Task statement: Scan the records for the string "Wait", then copy each line that has it.
Extracted information: Begin
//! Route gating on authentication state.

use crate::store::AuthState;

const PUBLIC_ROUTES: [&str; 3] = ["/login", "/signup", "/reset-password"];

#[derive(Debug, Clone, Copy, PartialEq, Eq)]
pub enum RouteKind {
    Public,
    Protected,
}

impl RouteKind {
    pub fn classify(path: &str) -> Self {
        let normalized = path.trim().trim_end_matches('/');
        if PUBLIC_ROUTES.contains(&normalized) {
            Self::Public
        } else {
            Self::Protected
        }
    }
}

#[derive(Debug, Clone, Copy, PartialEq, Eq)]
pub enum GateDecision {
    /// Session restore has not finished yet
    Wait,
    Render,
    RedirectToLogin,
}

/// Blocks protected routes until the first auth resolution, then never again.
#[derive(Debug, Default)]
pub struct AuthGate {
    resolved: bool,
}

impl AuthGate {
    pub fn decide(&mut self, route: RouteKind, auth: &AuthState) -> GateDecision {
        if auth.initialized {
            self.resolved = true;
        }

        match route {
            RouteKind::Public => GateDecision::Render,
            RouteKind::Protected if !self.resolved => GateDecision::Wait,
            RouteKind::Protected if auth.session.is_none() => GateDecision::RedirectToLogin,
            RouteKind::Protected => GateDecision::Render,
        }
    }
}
Extracted information: End
The answer:
    Wait,
            RouteKind::Protected if !self.resolved => GateDecision::Wait,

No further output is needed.